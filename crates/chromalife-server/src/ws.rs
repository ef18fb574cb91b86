//! `WebSocket` transport boundary.
//!
//! Clients connect to `GET /` and are upgraded to a `WebSocket`. Each
//! connection is split in two:
//!
//! - a writer task draining the connection's bounded outbound queue into
//!   the socket, giving up on the first write that fails or exceeds the
//!   configured send timeout;
//! - the reader loop below, which parses client commands and feeds
//!   accepted submissions through the [`InputGate`](chromalife_core::gate::InputGate).
//!
//! The registry holds the only strong sender for the queue; the reader
//! replies through a weak one. Pruning therefore closes the queue, the
//! writer sends a close frame and exits, and the reader stops with it.

use std::fmt::Display;
use std::sync::Arc;
use std::time::Duration;

use axum::extract::ws::{Message, WebSocket};
use axum::extract::{State, WebSocketUpgrade};
use axum::response::IntoResponse;
use chromalife_core::gate::RateLimiter;
use futures::{Sink, SinkExt, StreamExt};
use tokio::sync::mpsc;
use tracing::{debug, trace, warn};

use crate::command::{Command, PONG};
use crate::registry::{ClientHandle, ClientSink, ClientTx, Outbound};
use crate::state::{AppState, now};

/// Acknowledgement for a message with an unsupported `type`.
pub const INVALID_REQUEST: &str = "invalid request";

/// Upgrade an HTTP request to a `WebSocket` and join the game.
///
/// # Route
///
/// `GET /`
pub async fn ws_connect(
    ws: WebSocketUpgrade,
    State(state): State<Arc<AppState>>,
) -> impl IntoResponse {
    ws.on_upgrade(|socket| handle_ws(socket, state))
}

async fn handle_ws(socket: WebSocket, state: Arc<AppState>) {
    let (sink, mut stream) = socket.split();
    let (tx, rx) = mpsc::channel(state.transport.outbound_buffer);
    let replies = tx.downgrade();
    let mut writer = tokio::spawn(write_outbound(sink, rx, state.transport.send_timeout));

    let client = join(&state, tx).await;
    debug!(client = %client.id, color = client.color, "WebSocket client connected");

    let mut limiter = RateLimiter::default();
    loop {
        tokio::select! {
            _ = &mut writer => {
                debug!(client = %client.id, "writer finished, closing reader");
                break;
            }
            message = stream.next() => match message {
                Some(Ok(Message::Text(text))) => {
                    handle_text(&state, &client, &mut limiter, &replies, text.as_str()).await;
                }
                Some(Ok(Message::Ping(data))) => reply(&replies, Outbound::Pong(data)),
                Some(Ok(Message::Binary(_) | Message::Pong(_))) => {}
                Some(Ok(Message::Close(_))) | None => break,
                Some(Err(e)) => {
                    debug!(client = %client.id, error = %e, "WebSocket read error");
                    break;
                }
            },
        }
    }

    // Dropping the writer's receiver makes the registry's next broadcast
    // to this client fail, which prunes it.
    writer.abort();
    debug!(client = %client.id, color = client.color, "WebSocket client disconnected");
}

/// Queue a non-consuming full-sync frame on `tx`, then register it.
///
/// Both happen under the grid lock, so every delta built afterwards
/// reaches the client and lands behind the snapshot in its queue. The
/// registry takes ownership of `tx`.
pub async fn join(state: &AppState, tx: ClientTx) -> ClientHandle {
    let grid = state.grid.lock().await;
    match state.codec.snapshot(&grid) {
        Ok(frame) => reply(&tx, Outbound::Binary(frame.into_bytes().into())),
        Err(e) => warn!(error = %e, "failed to encode connect snapshot"),
    }
    state.registry.register(tx).await
}

/// Handle one inbound text message from `client`, replying on `replies`.
///
/// Accepted submissions are written into the grid in the client's color
/// and acknowledged. Throttled submissions and malformed messages get no
/// reply.
pub async fn handle_text<R: ClientSink>(
    state: &AppState,
    client: &ClientHandle,
    limiter: &mut RateLimiter,
    replies: &R,
    text: &str,
) {
    let (width, height) = state.dimensions();
    match Command::parse(text, width, height) {
        Ok(Command::Ping) => reply(replies, Outbound::Text(PONG.to_owned())),
        Ok(Command::Points(points)) => {
            if !state.gate.admit(limiter, now()) {
                trace!(client = %client.id, "submission throttled");
                return;
            }
            let written = {
                let mut grid = state.grid.lock().await;
                state.gate.activate(&mut grid, client.color, &points)
            };
            debug!(client = %client.id, color = client.color, written, "points applied");
            reply(replies, Outbound::Text(acknowledgement(state.gate.interval())));
        }
        Ok(Command::Unknown(kind)) => {
            debug!(client = %client.id, kind = %kind, "unsupported command type");
            reply(replies, Outbound::Text(INVALID_REQUEST.to_owned()));
        }
        Err(e) => debug!(client = %client.id, error = %e, "discarding malformed message"),
    }
}

/// Text sent back after an accepted submission, naming the cool-down in
/// seconds.
pub fn acknowledgement(interval: Duration) -> String {
    format!("received {}", interval.as_secs_f64())
}

/// Best-effort send to this connection only. A full or closed queue means
/// the connection is on its way out; the registry handles that.
fn reply<R: ClientSink>(replies: &R, message: Outbound) {
    if let Err(e) = replies.deliver(message) {
        trace!(error = %e, "reply dropped");
    }
}

/// Drain `rx` into `sink` until the queue closes or a write fails.
///
/// A closed queue means the registry pruned the connection, so the
/// client is sent a close frame.
async fn write_outbound<W>(mut sink: W, mut rx: mpsc::Receiver<Outbound>, send_timeout: Duration)
where
    W: Sink<Message> + Unpin,
    W::Error: Display,
{
    while let Some(outbound) = rx.recv().await {
        let message = match outbound {
            Outbound::Binary(bytes) => Message::Binary(bytes),
            Outbound::Text(text) => Message::Text(text.into()),
            Outbound::Pong(data) => Message::Pong(data),
        };
        match tokio::time::timeout(send_timeout, sink.send(message)).await {
            Ok(Ok(())) => {}
            Ok(Err(e)) => {
                debug!(error = %e, "WebSocket write failed");
                return;
            }
            Err(_) => {
                warn!(
                    timeout_ms = send_timeout.as_millis(),
                    "WebSocket write timed out, dropping connection"
                );
                return;
            }
        }
    }

    if let Ok(Err(e)) = tokio::time::timeout(send_timeout, sink.send(Message::Close(None))).await {
        trace!(error = %e, "close frame not sent");
    }
}

#[cfg(test)]
#[allow(clippy::unwrap_used, clippy::panic)]
mod tests {
    use chromalife_core::codec::{DecodedFrame, FrameKind};
    use chromalife_core::config::{ChromalifeConfig, CompressionKind};

    use super::*;

    fn small_state() -> AppState {
        let mut config = ChromalifeConfig::default();
        config.grid.width = 8;
        config.grid.height = 8;
        config.wire.compression = CompressionKind::None;
        AppState::new(&config).unwrap()
    }

    fn text(message: Outbound) -> String {
        match message {
            Outbound::Text(text) => text,
            other => panic!("expected text, got {other:?}"),
        }
    }

    #[test]
    fn acknowledgement_names_whole_and_fractional_seconds() {
        assert_eq!(acknowledgement(Duration::from_millis(2000)), "received 2");
        assert_eq!(acknowledgement(Duration::from_millis(500)), "received 0.5");
    }

    #[tokio::test]
    async fn join_queues_snapshot_without_consuming_changes() {
        let state = small_state();
        {
            let mut grid = state.grid.lock().await;
            grid.activate(2, 3, 4);
            grid.activate(7, 7, 1);
        }
        let (tx, mut rx) = mpsc::channel(4);

        let client = join(&state, tx).await;

        assert_eq!(client.color, 1);
        assert_eq!(state.registry.len().await, 1);
        assert_eq!(state.grid.lock().await.changed_count(), 2);

        let Outbound::Binary(bytes) = rx.try_recv().unwrap() else {
            panic!("expected the snapshot first");
        };
        assert_eq!(bytes.first(), Some(&FrameKind::FullSync.tag()));
        let DecodedFrame::FullSync(cells) = state.codec.decode(&bytes, 64).unwrap() else {
            panic!("expected a full sync");
        };
        let cell = cells.get(2 * 8 + 3).unwrap();
        assert!(cell.alive);
        assert_eq!(cell.color, 4);
    }

    /// Join a client and drain its snapshot. Returns the weak reply
    /// handle the connection task would keep.
    async fn joined(
        state: &AppState,
    ) -> (ClientHandle, mpsc::WeakSender<Outbound>, mpsc::Receiver<Outbound>) {
        let (tx, mut rx) = mpsc::channel(4);
        let replies = tx.downgrade();
        let client = join(state, tx).await;
        assert!(matches!(rx.try_recv(), Ok(Outbound::Binary(_))));
        (client, replies, rx)
    }

    #[tokio::test]
    async fn accepted_points_are_written_and_acknowledged() {
        let state = small_state();
        let (client, replies, mut rx) = joined(&state).await;

        let mut limiter = RateLimiter::default();
        handle_text(
            &state,
            &client,
            &mut limiter,
            &replies,
            r#"{"type":"points","data":[{"x":1,"y":2},{"x":6,"y":0}]}"#,
        )
        .await;

        {
            let grid = state.grid.lock().await;
            assert_eq!(grid.cell(1, 2).unwrap().color, client.color);
            assert!(grid.cell(6, 0).unwrap().alive);
            assert_eq!(grid.alive_count(), 2);
        }
        assert_eq!(text(rx.try_recv().unwrap()), "received 2");
    }

    #[tokio::test]
    async fn throttled_points_change_nothing_and_get_no_reply() {
        let state = small_state();
        let (client, replies, mut rx) = joined(&state).await;
        let mut limiter = RateLimiter::default();

        let first = r#"{"type":"points","data":[{"x":0,"y":0}]}"#;
        handle_text(&state, &client, &mut limiter, &replies, first).await;
        assert_eq!(text(rx.try_recv().unwrap()), "received 2");

        let second = r#"{"type":"points","data":[{"x":5,"y":5}]}"#;
        handle_text(&state, &client, &mut limiter, &replies, second).await;
        assert!(rx.try_recv().is_err());
        let grid = state.grid.lock().await;
        assert!(!grid.cell(5, 5).unwrap().alive);
        assert_eq!(grid.alive_count(), 1);
    }

    #[tokio::test]
    async fn unknown_type_and_ping_get_text_replies() {
        let state = small_state();
        let (client, replies, mut rx) = joined(&state).await;
        let mut limiter = RateLimiter::default();

        handle_text(&state, &client, &mut limiter, &replies, r#"{"type":"erase","data":[]}"#).await;
        assert_eq!(text(rx.try_recv().unwrap()), INVALID_REQUEST);

        handle_text(&state, &client, &mut limiter, &replies, "ping").await;
        assert_eq!(text(rx.try_recv().unwrap()), PONG);

        handle_text(&state, &client, &mut limiter, &replies, "{not json").await;
        assert!(rx.try_recv().is_err());
        // Neither reply counted against the rate limit.
        assert!(limiter.last_accepted().is_none());
    }

    #[tokio::test]
    async fn replies_stop_once_the_registry_prunes_the_client() {
        let state = small_state();
        let (tx, mut rx) = mpsc::channel(1);
        let replies = tx.downgrade();
        let client = join(&state, tx).await;

        // The snapshot fills the queue, so the next broadcast prunes.
        let report = state.registry.broadcast_text("time 1.0").await;
        assert_eq!(report.pruned, 1);

        let mut limiter = RateLimiter::default();
        handle_text(&state, &client, &mut limiter, &replies, "ping").await;
        assert!(matches!(rx.recv().await, Some(Outbound::Binary(_))));
        assert_eq!(rx.recv().await, None);
    }

    #[tokio::test]
    async fn writer_sends_close_when_the_queue_closes() {
        let (sink, mut written) = futures::channel::mpsc::unbounded::<Message>();
        let (tx, rx) = mpsc::channel(4);
        let writer = tokio::spawn(write_outbound(sink, rx, Duration::from_secs(1)));

        tx.deliver(Outbound::Text("time 9.5".to_owned())).unwrap();
        drop(tx);
        writer.await.unwrap();

        assert!(matches!(written.next().await, Some(Message::Text(t)) if t.as_str() == "time 9.5"));
        assert!(matches!(written.next().await, Some(Message::Close(None))));
        assert!(written.next().await.is_none());
    }
}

> [ABOUT THIS EXERCISE]: Write the opening line of the data above and every line after it, exactly, stopping once you have written the line with "queue; the reader".

> [EXPECTED ANSWER]:
filename crates/chromalife-server/src/ws.rs
repository ef18fb574cb91b86
//! `WebSocket` transport boundary.
//!
//! Clients connect to `GET /` and are upgraded to a `WebSocket`. Each
//! connection is split in two:
//!
//! - a writer task draining the connection's bounded outbound queue into
//!   the socket, giving up on the first write that fails or exceeds the
//!   configured send timeout;
//! - the reader loop below, which parses client commands and feeds
//!   accepted submissions through the [`InputGate`](chromalife_core::gate::InputGate).
//!
//! The registry holds the only strong sender for the queue; the reader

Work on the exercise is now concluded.